Tag Archives: Ted Neely

Resurrecting a rock opera

The current revival of “Jesus Christ Superstar” is a sort of fourth coming for me. I’ve seen three previous productions of the classic rock opera featuring music by Andrew Lloyd Webber and lyrics by Tim Rice — starting as a tween who first fell in love with the concept album, then saw a touring production of the show many years later in California.

For a time, I lived and died by the record that felt like my generation’s version of Green Day’s “American Idiot.” Listening to the double album, with its mottled dirt-colored cover and gold logo depicting a pair of angels, felt like an act of supreme rebellion. I remember opening the folded album cover atop my bed, pouring over the matching booklet and kneeling nearly prayer-like on the floor while singing along to songs like “What’s the Buzz?” and “I Don’t Know How to Love Him.”

My daughter Lizabeth, who performs this weekend in the Pace Performing Arts production of “Our Lady of 121st Street” at the Lion Theatre on NYC’s famed 42nd Street, has joined me for two national touring productions of “Jesus Christ Superstar” performed at ASU Gammage in Tempe.

She admits to being too young to truly understand “Jesus Christ Superstar” the first time around, but I remember thinking at the time that I wanted her to experience the music that’d meant so much to me during a similar age and stage. Some things — like Springsteen concerts and favorite Broadway musicals — are important to share with our children along the journey.

During my last trip to NYC, we saw a preview of the Stratford Shakespeare Festival production of “Jesus Christ Superstar” directed by Des McAnuff (think “Jersey Boys“) — which has since officially opened at the Neil Simon Theatre. Lizabeth shared after the show that it was the first time she really understood the full measure of the story, based loosely on the last seven days of Jesus’ life.

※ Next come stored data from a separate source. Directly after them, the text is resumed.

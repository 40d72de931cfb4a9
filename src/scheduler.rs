use crate::calendar;
use crate::clock::Clock;
use parking_lot::Mutex;
use std::sync::Arc;
use std::time::Duration;
use tokio::sync::oneshot;
use tokio::task::JoinHandle;
use tracing::{debug, info};

/// Fires a callback at every local midnight until cancelled.
pub struct RegenerationTimer {
    cancel: Mutex<Option<oneshot::Sender<()>>>,
    handle: Mutex<Option<JoinHandle<()>>>,
}

impl RegenerationTimer {
    /// Must be called from within a tokio runtime.
    pub fn start<F>(clock: Arc<dyn Clock>, mut on_midnight: F) -> Self
    where
        F: FnMut() + Send + 'static,
    {
        let (cancel_tx, mut cancel_rx) = oneshot::channel::<()>();
        let handle = tokio::spawn(async move {
            loop {
                let now = clock.now();
                let wake_at = calendar::next_midnight(now);
                // A clock that already passed midnight still waits a tick.
                let delay = clock
                    .interval(now, wake_at)
                    .to_std()
                    .unwrap_or(Duration::from_millis(1));
                debug!(%now, %wake_at, ?delay, "regeneration timer armed");

                tokio::select! {
                    _ = &mut cancel_rx => {
                        debug!("regeneration timer cancelled");
                        return;
                    }
                    _ = tokio::time::sleep(delay) => {
                        info!(at = %clock.now(), "midnight reached, regenerating");
                        on_midnight();
                    }
                }
            }
        });

        Self {
            cancel: Mutex::new(Some(cancel_tx)),
            handle: Mutex::new(Some(handle)),
        }
    }

    /// Stops the timer. Calling it again is a no-op.
    pub fn cancel(&self) {
        if let Some(cancel) = self.cancel.lock().take() {
            // The task may already be gone; nothing to stop then.
            let _ = cancel.send(());
        }
        self.handle.lock().take();
    }

    pub fn is_cancelled(&self) -> bool {
        self.cancel.lock().is_none()
    }
}

impl Drop for RegenerationTimer {
    fn drop(&mut self) {
        self.cancel();
    }
}
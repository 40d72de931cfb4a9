pub mod time_group_graph;

pub use time_group_graph::TimeGroupGraph;
use crate::calendar;
use crate::curriculum::Curriculum;
use crate::profile::Profile;
use crate::timetable::{LessonLayout, TimetableLayout};
use crate::today_config::{BreakEntry, DividingLineEntry, LessonEntry, ScheduleEntry};
use chrono::NaiveDate;
use std::collections::BTreeMap;
use tracing::{debug, warn};
use uuid::Uuid;

/// Expands a curriculum against its timetable into entries stamped on one day.
pub struct Materializer<'a> {
    profile: &'a Profile,
}

impl<'a> Materializer<'a> {
    pub fn new(profile: &'a Profile) -> Self {
        Self { profile }
    }

    /// Entries keyed by fresh UUID v4 strings.
    pub fn materialize(
        &self,
        curriculum: Option<&Curriculum>,
        today: NaiveDate,
    ) -> BTreeMap<String, ScheduleEntry> {
        self.materialize_with_keys(curriculum, today, || Uuid::new_v4().to_string())
    }

    /// Same as [`Materializer::materialize`] with a caller-supplied key source.
    /// A key already used in this batch is discarded and a new one drawn.
    pub fn materialize_with_keys<F>(
        &self,
        curriculum: Option<&Curriculum>,
        today: NaiveDate,
        mut next_key: F,
    ) -> BTreeMap<String, ScheduleEntry>
    where
        F: FnMut() -> String,
    {
        let mut schedule = BTreeMap::new();
        let Some(curriculum) = curriculum else {
            debug!(%today, "no curriculum, empty schedule");
            return schedule;
        };
        let Some(timetable) = self.profile.timetables.get(&curriculum.timetable_id) else {
            warn!(
                curriculum = %curriculum.name,
                timetable_id = %curriculum.timetable_id,
                "timetable not found, empty schedule"
            );
            return schedule;
        };

        for (layout_id, layout) in &timetable.layouts {
            let Some(entry) = self.entry_for(curriculum, layout_id, layout, today) else {
                continue;
            };
            let mut key = next_key();
            while schedule.contains_key(&key) {
                warn!(%key, "duplicate schedule key, drawing another");
                key = next_key();
            }
            schedule.insert(key, entry);
        }

        debug!(
            curriculum = %curriculum.name,
            timetable = %timetable.name,
            entries = schedule.len(),
            "materialized schedule"
        );
        schedule
    }

    fn entry_for(
        &self,
        curriculum: &Curriculum,
        layout_id: &str,
        layout: &TimetableLayout,
        today: NaiveDate,
    ) -> Option<ScheduleEntry> {
        match layout {
            TimetableLayout::Break(layout) => Some(ScheduleEntry::Break(BreakEntry {
                name: layout.break_name.clone(),
                short_name: layout.break_short_name.clone(),
                start_time: calendar::at_time_of_day(today, layout.start_time),
                end_time: calendar::at_time_of_day(today, layout.end_time),
                no_display_separately: layout.no_display_separately,
            })),
            TimetableLayout::DividingLine(layout) => {
                Some(ScheduleEntry::DividingLine(DividingLineEntry {
                    start_time: calendar::at_time_of_day(today, layout.start_time),
                }))
            }
            TimetableLayout::Lesson(layout) => self.lesson_entry(curriculum, layout_id, layout, today),
        }
    }

    fn lesson_entry(
        &self,
        curriculum: &Curriculum,
        layout_id: &str,
        layout: &LessonLayout,
        today: NaiveDate,
    ) -> Option<ScheduleEntry> {
        let Some(class) = curriculum.class_for(layout_id) else {
            warn!(
                curriculum = %curriculum.name,
                layout_id,
                "no class assigned to lesson slot, skipping"
            );
            return None;
        };
        let subject_id = class.subject_override().unwrap_or(layout.subject_id.as_str());
        let Some(subject) = self.profile.subjects.get(subject_id) else {
            warn!(
                curriculum = %curriculum.name,
                layout_id,
                subject_id,
                "subject not found, skipping"
            );
            return None;
        };
        Some(ScheduleEntry::Lesson(LessonEntry {
            name: subject.name.clone(),
            short_name: subject.short_name.clone(),
            teacher_name: subject.teacher_name.clone(),
            start_time: calendar::at_time_of_day(today, layout.start_time),
            end_time: calendar::at_time_of_day(today, layout.end_time),
            no_display_separately: layout.no_display_separately,
        }))
    }
}

#[cfg(test)]
mod tests {
    use super::*;
    use crate::curriculum::ClassAssignment;
    use crate::subject::Subject;
    use crate::timetable::Timetable;
    use chrono::NaiveTime;

    fn t(h: u32, m: u32) -> NaiveTime {
        NaiveTime::from_hms_opt(h, m, 0).unwrap()
    }

    #[test]
    fn colliding_keys_are_redrawn() {
        let profile = Profile::new()
            .with_subject("math", Subject::new("Math"))
            .with_timetable(
                "tt",
                Timetable::new("Day")
                    .with_layout("p1", TimetableLayout::lesson(t(8, 0), t(8, 45), "math"))
                    .with_layout("p2", TimetableLayout::lesson(t(9, 0), t(9, 45), "math")),
            );
        let curriculum = Curriculum::new("C", "tt")
            .with_class(ClassAssignment::default_subject("p1"))
            .with_class(ClassAssignment::default_subject("p2"));

        let mut keys = vec!["a", "a", "b"].into_iter();
        let schedule = Materializer::new(&profile).materialize_with_keys(
            Some(&curriculum),
            NaiveDate::from_ymd_opt(2024, 5, 6).unwrap(),
            || keys.next().unwrap_or("z").to_string(),
        );

        assert_eq!(schedule.keys().collect::<Vec<_>>(), vec!["a", "b"]);
    }
}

Though some see blasphemy in the musical’s broad strokes, it’s clearly educating a whole new generation about geopolitical and religious issues of Jesus’ day. For kids not raised with Bible in hand, it’s as close as they may ever come to considering Jesus’ life and times — to witnessing a work within the “passion play” tradition.

Those who’ve suggested the current revival of “Jesus Christ Superstar” is a tad over the top may have preferred tamer takes featuring Ted Neely as Jesus — but we’re not among them. The Stratford Shakespeare Festival production –performed at the La Jolla Playhouse in San Diego before heading to Broadway — is bolder by far, and much better for it. I loved “The Book of Mormon,” but can’t say that I adore “Jesus Christ Superstar” any less. God has been good to Broadway of late.

I spent much of “Jesus Christ Superstar” fighting the urge to get up and dance. Nobody wants their mom to have the musical theater equivalent of a “come to Jesus” moment in public, so I settled for a swift bit of toe-tapping and a silent sing-along in my head. This resurrection of “Superstar” is fresh, fabulous and fun. No apologies needed.

The “Jesus Christ Superstar” cast includes Paul Nolan (Jesus), Josh Young (Judas), Chilina Kennedy (Mary Magdalene), Tom Hewitt (Pontius Pilate) and Bruce Dow (King Herod). Also Marcus Nance (Caiaphas) and Aaron Walpole (Annas). Nick Cartell (Jonah/Swing) grew up in Arizona, where he performed with Valley Youth Theatre, Phoenix Theatre and more. Liz tells me he’s already rocked the role of Judas in understudy mode.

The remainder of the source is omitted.